So, we’ve decided (OK, Congress did) that providing long-term unemployment makes folks lazy.  That providing benefits to those unemployed for more than 6 months means they would prefer to take $ 200 a week instead of  a job that would pay at least twice that much (which is what minimum wage provides).

Whether or not you agree with that premise (ok, REALLY?  You think that’s true????) is immaterial to the real facts.  Because the real facts are employers prefer- almost to 100%- to hire someone who already has a job than to hire someone who is unemployed.  So, given that fact, how would you expect the unemployed to get a job?
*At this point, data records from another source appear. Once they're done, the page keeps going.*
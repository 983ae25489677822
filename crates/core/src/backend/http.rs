//! reqwest-backed implementation of [`Backend`].

use async_trait::async_trait;
use fi_protocol::{AuthStatusResponse, AuthUrlResponse, ChatRequest, CreateSessionResponse, DeleteSessionResponse, ErrorBody, HealthResponse, is_login_required};
use reqwest::{Client, Method, RequestBuilder, StatusCode};
use serde::de::DeserializeOwned;
use serde_json::Value;
use tracing::debug;
use url::Url;

use super::Backend;
use crate::config::ClientConfig;
use crate::error::{FiError, Result};
use crate::operation::{Operation, OperationOutput};

const USER_AGENT: &str = concat!("fi-client/", env!("CARGO_PKG_VERSION"));

/// HTTP client for the backend API rooted at a base URL.
#[derive(Debug, Clone)]
pub struct HttpBackend {
	client: Client,
	base: Url,
	auth_required_statuses: Vec<u16>,
}

impl HttpBackend {
	pub fn new(config: &ClientConfig) -> Result<Self> {
		let client = Client::builder()
			.user_agent(USER_AGENT)
			.timeout(config.request_timeout())
			.build()
			.map_err(|e| FiError::Config(format!("Failed to create HTTP client: {e}")))?;

		Ok(Self {
			client,
			base: config.api_base()?,
			auth_required_statuses: config.auth_required_statuses.clone(),
		})
	}

	pub fn base_url(&self) -> &Url {
		&self.base
	}

	fn url(&self, segments: &[&str]) -> Result<Url> {
		let mut url = self.base.clone();
		url.path_segments_mut()
			.map_err(|_| FiError::Config(format!("API URL cannot be used as a base: {}", self.base)))?
			.pop_if_empty()
			.extend(segments);
		Ok(url)
	}

	fn session_url(&self, session_id: &str, tail: &[&str]) -> Result<Url> {
		let mut segments = vec!["session", session_id];
		segments.extend_from_slice(tail);
		self.url(&segments)
	}

	async fn send(&self, request: RequestBuilder, session_id: Option<&str>) -> Result<Value> {
		let response = request.send().await?;
		let status = response.status();
		let body = response.text().await?;

		debug!(target = "fi.backend", status = %status, body_len = body.len(), "backend response");

		if self.auth_required_statuses.contains(&status.as_u16()) {
			return Err(FiError::AuthRequired);
		}
		if status == StatusCode::NOT_FOUND {
			if let Some(id) = session_id {
				return Err(FiError::SessionNotFound(id.to_string()));
			}
		}
		if !status.is_success() {
			return Err(FiError::Status {
				status: status.as_u16(),
				message: error_message(&body, status),
			});
		}

		let value: Value = if body.trim().is_empty() { Value::Null } else { serde_json::from_str(&body)? };
		if is_login_required(&value) {
			return Err(FiError::AuthRequired);
		}
		Ok(value)
	}

	async fn send_typed<T: DeserializeOwned>(&self, request: RequestBuilder, session_id: Option<&str>) -> Result<T> {
		let value = self.send(request, session_id).await?;
		Ok(serde_json::from_value(value)?)
	}

	fn request(&self, method: Method, url: Url) -> RequestBuilder {
		self.client.request(method, url)
	}
}

fn error_message(body: &str, status: StatusCode) -> String {
	serde_json::from_str::<ErrorBody>(body)
		.map(|e| e.detail)
		.ok()
		.or_else(|| (!body.trim().is_empty()).then(|| body.trim().to_string()))
		.unwrap_or_else(|| status.canonical_reason().unwrap_or("request failed").to_string())
}

#[async_trait]
impl Backend for HttpBackend {
	async fn create_session(&self) -> Result<String> {
		let url = self.url(&["session", "create"])?;
		let created: CreateSessionResponse = self.send_typed(self.request(Method::POST, url), None).await?;
		Ok(created.session_id)
	}

	async fn session_status(&self, session_id: &str) -> Result<AuthStatusResponse> {
		let url = self.session_url(session_id, &["status"])?;
		self.send_typed(self.request(Method::GET, url), Some(session_id)).await
	}

	async fn auth_url(&self, session_id: &str) -> Result<String> {
		let url = self.session_url(session_id, &["auth-url"])?;
		let resp: AuthUrlResponse = self.send_typed(self.request(Method::GET, url), Some(session_id)).await?;
		Ok(resp.auth_url)
	}

	async fn delete_session(&self, session_id: &str) -> Result<()> {
		let url = self.session_url(session_id, &[])?;
		let body = self.send(self.request(Method::DELETE, url), Some(session_id)).await?;
		if let Ok(deleted) = serde_json::from_value::<DeleteSessionResponse>(body) {
			debug!(target = "fi.backend", %session_id, status = deleted.status.as_deref().unwrap_or_default(), "session deleted");
		}
		Ok(())
	}

	async fn execute(&self, session_id: &str, operation: &Operation) -> Result<OperationOutput> {
		let request = match operation {
			Operation::Chat { message } => self
				.request(Method::POST, self.session_url(session_id, &["chat"])?)
				.json(&ChatRequest { message: message.clone() }),
			Operation::Prefetch => self.request(Method::POST, self.session_url(session_id, &["prefetch"])?),
			Operation::Dashboard => self.request(Method::GET, self.session_url(session_id, &["dashboard"])?),
		};

		debug!(target = "fi.backend", %session_id, operation = %operation.kind(), "issuing operation");
		let body = self.send(request, Some(session_id)).await?;
		Ok(OperationOutput::new(operation.kind(), body))
	}

	async fn health(&self) -> Result<HealthResponse> {
		let url = self.url(&["health"])?;
		self.send_typed(self.request(Method::GET, url), None).await
	}
}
(Oh, wait, Congress is reconsidering providing long-term unemployment benefits today.  Not because they don’t think it makes them lazy.  But, it finally recognized that providing the unemployment benefits when there are NO jobs to be had is critical- and it also helps the economy in general.)

And, then we get to another fact.  Sometime in the past decade, employers decided they have the right to check the credit of potential (and current) employees.  First of all, the fact that the checking process itself dings one’s credit rating is immaterial to these potential employers. After all, this person wants a job, s/he should just accept the penalty- as part of the process.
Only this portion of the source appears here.